Low-light-level video cameras have benefited from rapid advances in digital technology during the past two decades. In legacy cameras, the video signal was processed using analog electronics which made real-time, nonlinear processing of the video signal very difficult. In state-of-the-art cameras, the analog signal is digitized directly from the sensor and processed entirely in the digital domain, enabling the application of advanced processing techniques to the video signal in real time. In fact, all aspects of modern low-light television cameras are controlled via digital technology, resulting in various enhancements that surpass analog electronics. In addition to video processing, large-scale digital integration in these low-light level cameras enables precise control of the image intensifier and image sensor, facilitating large inter-scene dynamic range capability, extended intra-scene dynamic range and blooming control. Digital video processing and digital camera control are used to provide improved system-level performance, including nearly perfect pixel response uniformity, correction of blemishes, and electronic boresight.

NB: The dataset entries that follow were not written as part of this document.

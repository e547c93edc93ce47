//! Feedback pattern calculation and representation
//!
//! A pattern encodes the feedback for a guess using base-3 encoding:
//! - 0 = absent (letter not in word)
//! - 1 = present (letter in word, wrong position)
//! - 2 = exact (letter in correct position)
//!
//! The pattern is stored as a single integer in `[0, 3^WORD_LEN - 1]`, with
//! the most-significant base-3 digit holding the first letter position. Its
//! textual form uses one symbol per position: `b` (absent), `y` (present),
//! `g` (exact).

use super::word::{WORD_LEN, Word};
use std::fmt;

/// Number of distinct feedback patterns (`3^WORD_LEN`)
pub const PATTERN_COUNT: u16 = 3u16.pow(WORD_LEN as u32);

/// Pattern symbols indexed by digit value
const SYMBOLS: [char; 3] = ['b', 'y', 'g'];

/// Feedback pattern for a guess against a hidden word
///
/// Value range: 0-242 for the default five-letter configuration.
#[derive(Debug, Clone, Copy, PartialEq, Eq, Hash)]
pub struct Pattern(u8);

/// Error type for unparseable feedback strings
#[derive(Debug, Clone, PartialEq, Eq)]
pub enum PatternError {
    /// Feedback string length does not match `WORD_LEN`
    InvalidLength(usize),
    /// Feedback string contains a symbol outside `b`/`y`/`g`
    InvalidSymbol(char),
}

impl fmt::Display for PatternError {
    fn fmt(&self, f: &mut fmt::Formatter<'_>) -> fmt::Result {
        match self {
            Self::InvalidLength(len) => {
                write!(f, "Pattern must be exactly {WORD_LEN} symbols, got {len}")
            }
            Self::InvalidSymbol(ch) => {
                write!(f, "Pattern may only contain g, y, or b, got '{ch}'")
            }
        }
    }
}

impl std::error::Error for PatternError {}

impl Pattern {
    /// All exact (perfect match), the code `3^WORD_LEN - 1`
    pub const PERFECT: Self = Self((PATTERN_COUNT - 1) as u8);

    /// Create a new pattern from a raw code
    ///
    /// # Panics
    /// Panics in debug mode if the code is out of range.
    #[inline]
    #[must_use]
    pub const fn new(code: u8) -> Self {
        debug_assert!((code as u16) < PATTERN_COUNT, "pattern code out of range");
        Self(code)
    }

    /// Get the raw pattern code
    #[inline]
    #[must_use]
    pub const fn code(self) -> u8 {
        self.0
    }

    /// Check if this is a perfect match (all exact)
    #[inline]
    #[must_use]
    pub const fn is_perfect(self) -> bool {
        self.0 == Self::PERFECT.0
    }

    /// Calculate the pattern produced when `guess` is played against `hidden`
    ///
    /// Implements the standard duplicate-letter rules with two passes:
    /// 1. Mark exact matches and pool the unmatched hidden letters.
    /// 2. Left to right, mark a position present only while its letter has
    ///    remaining count in the pool, decrementing as it goes.
    ///
    /// A guessed letter is therefore marked present at most as many times as
    /// it has unmatched occurrences in the hidden word.
    ///
    /// # Examples
    /// ```
    /// use infoguess::core::{Pattern, Word};
    ///
    /// let hidden = Word::new("slate").unwrap();
    /// let guess = Word::new("crane").unwrap();
    ///
    /// // c(absent) r(absent) a(exact) n(absent) e(exact)
    /// // digits 0,0,2,0,2 -> 0*81 + 0*27 + 2*9 + 0*3 + 2 = 20
    /// assert_eq!(Pattern::calculate(&hidden, &guess).code(), 20);
    /// ```
    #[must_use]
    pub fn calculate(hidden: &Word, guess: &Word) -> Self {
        let mut states = [0u8; WORD_LEN];
        let mut pool = [0u8; 26];

        // First pass: exact matches; everything else feeds the letter pool
        for i in 0..WORD_LEN {
            if guess.bytes()[i] == hidden.bytes()[i] {
                states[i] = 2;
            } else {
                pool[usize::from(hidden.bytes()[i] - b'a')] += 1;
            }
        }

        // Second pass: present while the pool still has that letter
        for i in 0..WORD_LEN {
            if states[i] != 0 {
                continue;
            }
            let slot = usize::from(guess.bytes()[i] - b'a');
            if pool[slot] > 0 {
                states[i] = 1;
                pool[slot] -= 1;
            }
        }

        // Pack base-3, most-significant digit first
        let mut code = 0u8;
        for &state in &states {
            code = code * 3 + state;
        }
        Self(code)
    }

    /// Parse a feedback string like "bygbb"
    ///
    /// Accepts `g`/`y`/`b` in either case.
    ///
    /// # Errors
    /// Returns `PatternError` if the string is the wrong length or contains a
    /// symbol outside the pattern alphabet.
    ///
    /// # Examples
    /// ```
    /// use infoguess::core::Pattern;
    ///
    /// let pattern = Pattern::parse("bygbb").unwrap();
    /// assert_eq!(pattern.code(), 45);
    /// assert!(Pattern::parse("bxgbb").is_err());
    /// ```
    pub fn parse(s: &str) -> Result<Self, PatternError> {
        let chars: Vec<char> = s.chars().collect();
        if chars.len() != WORD_LEN {
            return Err(PatternError::InvalidLength(chars.len()));
        }

        let mut code = 0u8;
        for ch in chars {
            let state = match ch.to_ascii_lowercase() {
                'b' => 0,
                'y' => 1,
                'g' => 2,
                _ => return Err(PatternError::InvalidSymbol(ch)),
            };
            code = code * 3 + state;
        }
        Ok(Self(code))
    }

    /// Render the pattern as its feedback string
    ///
    /// The least-significant digit fills the last position, the inverse of
    /// [`Pattern::parse`].
    #[must_use]
    pub fn to_feedback_string(self) -> String {
        let mut chars = ['b'; WORD_LEN];
        let mut code = self.0;
        for slot in chars.iter_mut().rev() {
            *slot = SYMBOLS[usize::from(code % 3)];
            code /= 3;
        }
        chars.iter().collect()
    }

    /// Per-position states, first letter first
    #[must_use]
    pub fn states(self) -> [u8; WORD_LEN] {
        let mut states = [0u8; WORD_LEN];
        let mut code = self.0;
        for slot in states.iter_mut().rev() {
            *slot = code % 3;
            code /= 3;
        }
        states
    }
}

impl std::str::FromStr for Pattern {
    type Err = PatternError;

    fn from_str(s: &str) -> Result<Self, Self::Err> {
        Self::parse(s)
    }
}

impl fmt::Display for Pattern {
    fn fmt(&self, f: &mut fmt::Formatter<'_>) -> fmt::Result {
        write!(f, "{}", self.to_feedback_string())
    }
}
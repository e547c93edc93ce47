//! Interactive session
//!
//! Suggests a guess each turn, reads the observed feedback string from
//! stdin, and narrows the candidate pool until the word is identified.

use crate::core::Pattern;
use crate::output::{colorize_guess, feedback_legend};
use crate::solver::{Solver, SolverError};
use anyhow::Result;
use colored::Colorize;
use std::io::{self, Write};

/// Run the interactive feedback loop for up to `max_steps` turns
///
/// # Errors
/// Returns an error on I/O failure or if the solver cannot produce a guess.
pub fn run_interactive(solver: &Solver, max_steps: usize) -> Result<()> {
    println!("{}", feedback_legend());
    println!("Type 'quit' to exit.\n");

    let mut candidates = solver.words().to_vec();

    for turn in 1..=max_steps {
        let (guess, entropy) = solver.choose(&candidates)?;

        println!(
            "Guess {turn}: {} | entropy={entropy:.3} bits | remaining={}",
            guess.text().to_uppercase().bold(),
            candidates.len(),
        );

        let feedback = loop {
            let input = prompt("Feedback?")?.to_lowercase();
            match input.as_str() {
                "quit" | "q" | "exit" => return Ok(()),
                _ => match Pattern::parse(&input) {
                    Ok(pattern) => break pattern,
                    Err(err) => println!("{} {err}", "Invalid pattern:".bright_red()),
                },
            }
        };

        if feedback.is_perfect() {
            println!(
                "\n{} {}",
                "Word identified:".bright_green().bold(),
                colorize_guess(&guess, feedback),
            );
            return Ok(());
        }

        match solver.filter(&candidates, &guess, feedback) {
            Ok(remaining) => candidates = remaining,
            Err(SolverError::NoCandidatesRemaining) => {
                println!(
                    "{}",
                    "No candidates left. Did the feedback contain a mistake?".bright_red()
                );
                return Ok(());
            }
            Err(err) => return Err(err.into()),
        }
    }

    println!("Out of guesses; {} candidates remain.", candidates.len());
    Ok(())
}

/// Read one trimmed line from stdin
fn prompt(label: &str) -> Result<String> {
    print!("{label} ");
    io::stdout().flush()?;

    let mut input = String::new();
    io::stdin().read_line(&mut input)?;
    Ok(input.trim().to_string())
}
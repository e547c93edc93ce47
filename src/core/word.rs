//! Word representation
//!
//! A `Word` is exactly `WORD_LEN` ASCII lowercase letters, normalized on
//! construction and immutable afterwards.

use std::fmt;

/// Configured word length for a run
pub const WORD_LEN: usize = 5;

/// A fixed-length puzzle word
///
/// Stores the normalized text alongside its byte form for cheap per-position
/// access during pattern calculation.
#[derive(Debug, Clone, PartialEq, Eq, Hash)]
pub struct Word {
    text: String,
    bytes: [u8; WORD_LEN],
}

/// Error type for invalid words
#[derive(Debug, Clone, PartialEq, Eq)]
pub enum WordError {
    /// Word length does not match `WORD_LEN`
    InvalidLength(usize),
    /// Word contains characters outside ASCII a-z
    InvalidCharacters,
}

impl fmt::Display for WordError {
    fn fmt(&self, f: &mut fmt::Formatter<'_>) -> fmt::Result {
        match self {
            Self::InvalidLength(len) => {
                write!(f, "Word must be exactly {WORD_LEN} letters, got {len}")
            }
            Self::InvalidCharacters => write!(f, "Word must contain only ASCII letters"),
        }
    }
}

impl std::error::Error for WordError {}

impl Word {
    /// Create a new `Word` from a string, normalizing case
    ///
    /// # Errors
    /// Returns `WordError` if the length is not exactly `WORD_LEN` or any
    /// character is outside ASCII a-z after lowercasing.
    ///
    /// # Examples
    /// ```
    /// use infoguess::core::Word;
    ///
    /// let word = Word::new("Crane").unwrap();
    /// assert_eq!(word.text(), "crane");
    ///
    /// assert!(Word::new("toolong").is_err());
    /// assert!(Word::new("cran3").is_err());
    /// ```
    pub fn new(text: impl Into<String>) -> Result<Self, WordError> {
        let text: String = text.into().to_lowercase();

        if text.len() != WORD_LEN {
            return Err(WordError::InvalidLength(text.len()));
        }

        if !text.bytes().all(|b| b.is_ascii_lowercase()) {
            return Err(WordError::InvalidCharacters);
        }

        let bytes: [u8; WORD_LEN] = text
            .as_bytes()
            .try_into()
            .map_err(|_| WordError::InvalidLength(text.len()))?;

        Ok(Self { text, bytes })
    }

    /// Get the word as a string slice
    #[inline]
    #[must_use]
    pub fn text(&self) -> &str {
        &self.text
    }

    /// Get the word as a byte array
    #[inline]
    #[must_use]
    pub const fn bytes(&self) -> &[u8; WORD_LEN] {
        &self.bytes
    }
}

impl fmt::Display for Word {
    fn fmt(&self, f: &mut fmt::Formatter<'_>) -> fmt::Result {
        write!(f, "{}", self.text)
    }
}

Compact digital electronics also enable comprehensive camera built-in-test (BIT) capability which provides coverage for the entire camera--from photons into the sensor to the processed video signal going out the connector. Individuals involved in the procurement of present and future low-light-level cameras need to understand these advanced camera capabilities in order to write accurate specifications for their advanced video system requirements. This paper provides an overview of these modern video system capabilities along with example specification text.

Paper Details

Date Published: 20 April 2007
PDF: 7 pages
Proc. SPIE 6546, Airborne Intelligence, Surveillance, Reconnaissance (ISR) Systems and Applications IV, 654602 (20 April 2007); doi: 10.1117/12.717636
Show Author Affiliations
Steven Shimer, Ball Aerospace & Technologies Corp. (United States)
Gerald Heim, Ball Aerospace & Technologies Corp. (United States)


Published in SPIE Proceedings Vol. 6546:
Airborne Intelligence, Surveillance, Reconnaissance (ISR) Systems and Applications IV
Daniel J. Henry, Editor(s)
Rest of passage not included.